**What to do:** From the first line of the records through the line containing "fn set_score(&mut self, score: f64);", retype every line exactly and nothing else.
------------------------------------------------------------------------
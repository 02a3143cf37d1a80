use crate::config::GepConfig;
use crate::error::Result;
use crate::functions::FunctionRegistry;
use crate::types::{EvolutionMode, Record};
use rand::rngs::StdRng;
use rand::Rng;
use rand::SeedableRng;
use rayon::prelude::*;
use std::sync::Arc;

use super::operators::{roulette_select, select_champion, SymbolSampler};

/// An entity the evolution loop can breed: a Genome or a GenomeSet.
///
/// The loop depends only on this surface; both implementations delegate to
/// the gene-level operators and differ in which configuration fields shape
/// them.
pub trait Individual: Clone + Send + Sync {
    const MODE: EvolutionMode;

    fn population_size(config: &GepConfig) -> usize;

    fn random<R: Rng>(
        config: &GepConfig,
        registry: &Arc<FunctionRegistry>,
        sampler: &SymbolSampler,
        rng: &mut R,
    ) -> Result<Self>;

    fn score(&self) -> f64;

    fn set_score(&mut self, score: f64);

    /// Apply the probability-gated unary operators (point mutation, IS/RIS
    /// transposition, component transposition) in place.
    fn apply_variation<R: Rng>(
        &mut self,
        config: &GepConfig,
        sampler: &SymbolSampler,
        rng: &mut R,
    );

    fn crossover_one_point<R: Rng>(first: &Self, second: &Self, rng: &mut R) -> (Self, Self);

    fn crossover_two_point<R: Rng>(first: &Self, second: &Self, rng: &mut R) -> (Self, Self);

    /// Swap one whole same-index component (gene, or genome at set level).
    fn swap_component<R: Rng>(first: &Self, second: &Self, rng: &mut R) -> (Self, Self);

    /// Karva strings for persistence: one entry per genome, one string per
    /// gene.
    fn karva_expressions(&self) -> Vec<Vec<String>>;

    /// Human-readable expression for diagnostics.
    fn describe(&self) -> String;
}

/// Per-generation side-effect hook, invoked with the current champion.
/// Return values never influence control flow.
pub trait EvolutionObserver<I> {
    fn on_generation(&mut self, iteration: usize, champion: &I);
}

impl<'a, I, O: EvolutionObserver<I>> EvolutionObserver<I> for &'a mut O {
    fn on_generation(&mut self, iteration: usize, champion: &I) {
        (**self).on_generation(iteration, champion)
    }
}

/// Observer that discards every update.
pub struct NullObserver;

impl<I> EvolutionObserver<I> for NullObserver {
    fn on_generation(&mut self, _iteration: usize, _champion: &I) {}
}

/// Terminal state of one run.
#[derive(Debug, Clone)]
pub struct EvolutionOutcome<I> {
    pub champion: I,
    pub iterations: usize,
    pub accomplished: bool,
}

impl<I: Individual> EvolutionOutcome<I> {
    pub fn to_record(&self) -> Record {
        Record {
            mode: I::MODE,
            score: self.champion.score(),
            karva: self.champion.karva_expressions(),
        }
    }
}

/// Drives one evolutionary run: init, concurrent evaluation, champion
/// selection, termination check, reproduction.
///
/// The engine owns the only random source; operators draw from it
/// sequentially during reproduction, so a fixed `seed` makes whole runs
/// reproducible. Only fitness evaluation runs in parallel, and it never
/// touches the generator.
pub struct EvolutionEngine {
    config: GepConfig,
    registry: Arc<FunctionRegistry>,
    sampler: SymbolSampler,
    rng: StdRng,
}

impl EvolutionEngine {
    /// Validates the configuration exhaustively; no evolutionary work
    /// happens past a bad config.
    pub fn new(config: GepConfig, registry: Arc<FunctionRegistry>) -> Result<Self> {
        config.validate(&registry)?;
        let sampler = SymbolSampler::new(
            &registry,
            &config.function_weights,
            config.num_terminals,
            config.num_constants,
        )?;
        let rng = match config.seed {
            Some(seed) => StdRng::seed_from_u64(seed),
            None => StdRng::from_entropy(),
        };
        Ok(Self {
            config,
            registry,
            sampler,
            rng,
        })
    }

    pub fn config(&self) -> &GepConfig {
        &self.config
    }

    /// Run the evolution loop until the champion reaches `target_fitness`
    /// or the iteration budget is exhausted.
    ///
    /// This is the standard wiring of [`run_with_performance`]: concurrent
    /// evaluation with `fitness`, highest score wins, accomplished once the
    /// champion meets the target.
    ///
    /// [`run_with_performance`]: EvolutionEngine::run_with_performance
    pub fn run<I, F, O>(
        &mut self,
        fitness: F,
        observer: O,
        target_fitness: f64,
    ) -> Result<EvolutionOutcome<I>>
    where
        I: Individual,
        F: Fn(&I) -> f64 + Sync,
        O: EvolutionObserver<I>,
    {
        self.run_with_performance(
            |_iteration, population: &mut [I]| {
                Self::evaluate_population(population, &fitness);
                let champion = select_champion(population).clone();
                let accomplished = champion.score() >= target_fitness;
                (champion, accomplished)
            },
            observer,
        )
    }

    /// Run the evolution loop with a caller-supplied selection policy.
    ///
    /// `performance` receives the iteration number and the whole population,
    /// scores it however it likes, and returns the generation's champion
    /// plus an accomplished flag that ends the run early. The loop only
    /// guarantees the returned champion is carried into the next generation
    /// unchanged.
    pub fn run_with_performance<I, P, O>(
        &mut self,
        mut performance: P,
        mut observer: O,
    ) -> Result<EvolutionOutcome<I>>
    where
        I: Individual,
        P: FnMut(usize, &mut [I]) -> (I, bool),
        O: EvolutionObserver<I>,
    {
        let mut population = self.initialize_population::<I>()?;
        log::info!(
            "starting {} run: population={}, iterations={}",
            I::MODE,
            population.len(),
            self.config.iterations
        );

        for iteration in 0..self.config.iterations {
            let (champion, accomplished) = performance(iteration, &mut population);
            observer.on_generation(iteration, &champion);

            if accomplished {
                log::info!(
                    "objective accomplished at iteration {} (score {})",
                    iteration,
                    champion.score()
                );
                return Ok(EvolutionOutcome {
                    champion,
                    iterations: iteration,
                    accomplished: true,
                });
            }

            if iteration + 1 == self.config.iterations {
                log::info!(
                    "iteration budget exhausted (best score {})",
                    champion.score()
                );
                return Ok(EvolutionOutcome {
                    champion,
                    iterations: iteration + 1,
                    accomplished: false,
                });
            }

            population = self.next_generation(&population, champion);
        }

        unreachable!("iteration budget is validated to be at least 1")
    }

    /// Evaluate a population rebuilt from a record without evolving it,
    /// refreshing each entity's score.
    pub fn evaluate_once<I, F>(&self, population: &mut [I], fitness: F)
    where
        I: Individual,
        F: Fn(&I) -> f64 + Sync,
    {
        Self::evaluate_population(population, &fitness);
    }

    fn initialize_population<I: Individual>(&mut self) -> Result<Vec<I>> {
        (0..I::population_size(&self.config))
            .map(|_| I::random(&self.config, &self.registry, &self.sampler, &mut self.rng))
            .collect()
    }

    /// Worker-per-entity fan-out with a total barrier: every entity's slot
    /// holds a fresh score when this returns, so collection can neither
    /// duplicate nor drop a result and champion tie-breaking stays
    /// deterministic regardless of completion order.
    fn evaluate_population<I, F>(population: &mut [I], fitness: &F)
    where
        I: Individual,
        F: Fn(&I) -> f64 + Sync,
    {
        population.par_iter_mut().for_each(|individual| {
            let score = fitness(individual);
            individual.set_score(score);
        });
    }

    /// Build the next generation: the champion is carried over unchanged,
    /// the rest come from fitness-proportionate parent sampling with each
    /// recombination gate rolled independently, then the unary operators.
    fn next_generation<I: Individual>(&mut self, population: &[I], champion: I) -> Vec<I> {
        let size = population.len();
        let mut next = Vec::with_capacity(size);
        next.push(champion);

        while next.len() < size {
            let mut first = roulette_select(population, &mut self.rng).clone();
            let mut second = roulette_select(population, &mut self.rng).clone();

            if self.rng.gen::<f64>() < self.config.p_one_point {
                let (a, b) = I::crossover_one_point(&first, &second, &mut self.rng);
                first = a;
                second = b;
            }
            if self.rng.gen::<f64>() < self.config.p_two_point {
                let (a, b) = I::crossover_two_point(&first, &second, &mut self.rng);
                first = a;
                second = b;
            }
            if self.rng.gen::<f64>() < self.config.p_gene_recomb {
                let (a, b) = I::swap_component(&first, &second, &mut self.rng);
                first = a;
                second = b;
            }

            first.apply_variation(&self.config, &self.sampler, &mut self.rng);
            next.push(first);
            if next.len() < size {
                second.apply_variation(&self.config, &self.sampler, &mut self.rng);
                next.push(second);
            }
        }

        next
    }
}

#[cfg(test)]
mod tests {
    use super::*;
    use crate::engines::generation::genome::Genome;

    fn test_config() -> GepConfig {
        GepConfig {
            iterations: 5,
            num_genomes: 10,
            seed: Some(1),
            ..GepConfig::default()
        }
    }

    #[test]
    fn test_satisfied_objective_terminates_immediately() {
        let mut engine =
            EvolutionEngine::new(test_config(), Arc::new(FunctionRegistry::new())).unwrap();
        let outcome: EvolutionOutcome<Genome> = engine
            .run(|_: &Genome| 1.0, NullObserver, 1.0)
            .unwrap();
        assert!(outcome.accomplished);
        assert_eq!(outcome.iterations, 0);
        assert_eq!(outcome.champion.score(), 1.0);
    }

    #[test]
    fn test_budget_exhaustion_reports_not_accomplished() {
        let mut engine =
            EvolutionEngine::new(test_config(), Arc::new(FunctionRegistry::new())).unwrap();
        let outcome: EvolutionOutcome<Genome> = engine
            .run(|_: &Genome| 0.5, NullObserver, 2.0)
            .unwrap();
        assert!(!outcome.accomplished);
        assert_eq!(outcome.iterations, 5);
    }

    #[test]
    fn test_observer_sees_every_generation() {
        struct Collecting {
            seen: Vec<usize>,
        }
        impl EvolutionObserver<Genome> for Collecting {
            fn on_generation(&mut self, iteration: usize, _champion: &Genome) {
                self.seen.push(iteration);
            }
        }

        let mut engine =
            EvolutionEngine::new(test_config(), Arc::new(FunctionRegistry::new())).unwrap();
        let mut observer = Collecting { seen: Vec::new() };
        let _ = engine
            .run(|_: &Genome| 0.0, &mut observer, 1.0)
            .unwrap();
        assert_eq!(observer.seen, vec![0, 1, 2, 3, 4]);
    }

    #[test]
    fn test_same_seed_reproduces_champion() {
        let fitness = |genome: &Genome| {
            let value = genome.evaluate(&[2.0]);
            if !value.is_finite() {
                return 0.0;
            }
            1.0 / (1.0 + (value - 10.0).abs())
        };
        let run = || {
            let mut engine =
                EvolutionEngine::new(test_config(), Arc::new(FunctionRegistry::new())).unwrap();
            let outcome: EvolutionOutcome<Genome> =
                engine.run(fitness, NullObserver, f64::INFINITY).unwrap();
            outcome.champion.karva_expressions()
        };
        assert_eq!(run(), run());
    }

    #[test]
    fn test_custom_performance_policy_controls_termination() {
        let mut engine =
            EvolutionEngine::new(test_config(), Arc::new(FunctionRegistry::new())).unwrap();
        let outcome: EvolutionOutcome<Genome> = engine
            .run_with_performance(
                |iteration, population: &mut [Genome]| {
                    for genome in population.iter_mut() {
                        genome.score = iteration as f64;
                    }
                    (population[0].clone(), iteration >= 2)
                },
                NullObserver,
            )
            .unwrap();
        assert!(outcome.accomplished);
        assert_eq!(outcome.iterations, 2);
        assert_eq!(outcome.champion.score, 2.0);
    }

    #[test]
    fn test_record_from_outcome() {
        let mut engine =
            EvolutionEngine::new(test_config(), Arc::new(FunctionRegistry::new())).unwrap();
        let outcome: EvolutionOutcome<Genome> = engine
            .run(|_: &Genome| 3.0, NullObserver, 1.0)
            .unwrap();
        let record = outcome.to_record();
        assert_eq!(record.mode, EvolutionMode::Genome);
        assert_eq!(record.score, 3.0);
        assert_eq!(record.karva.len(), 1);
        assert_eq!(record.karva[0].len(), engine.config().num_genes_per_genome);
    }
}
------------------------------------------------------------------------
**Your response:**
repository 02a3143cf37d1a80
use crate::config::GepConfig;
use crate::error::Result;
use crate::functions::FunctionRegistry;
use crate::types::{EvolutionMode, Record};
use rand::rngs::StdRng;
use rand::Rng;
use rand::SeedableRng;
use rayon::prelude::*;
use std::sync::Arc;

use super::operators::{roulette_select, select_champion, SymbolSampler};

/// An entity the evolution loop can breed: a Genome or a GenomeSet.
///
/// The loop depends only on this surface; both implementations delegate to
/// the gene-level operators and differ in which configuration fields shape
/// them.
pub trait Individual: Clone + Send + Sync {
    const MODE: EvolutionMode;

    fn population_size(config: &GepConfig) -> usize;

    fn random<R: Rng>(
        config: &GepConfig,
        registry: &Arc<FunctionRegistry>,
        sampler: &SymbolSampler,
        rng: &mut R,
    ) -> Result<Self>;

    fn score(&self) -> f64;

    fn set_score(&mut self, score: f64);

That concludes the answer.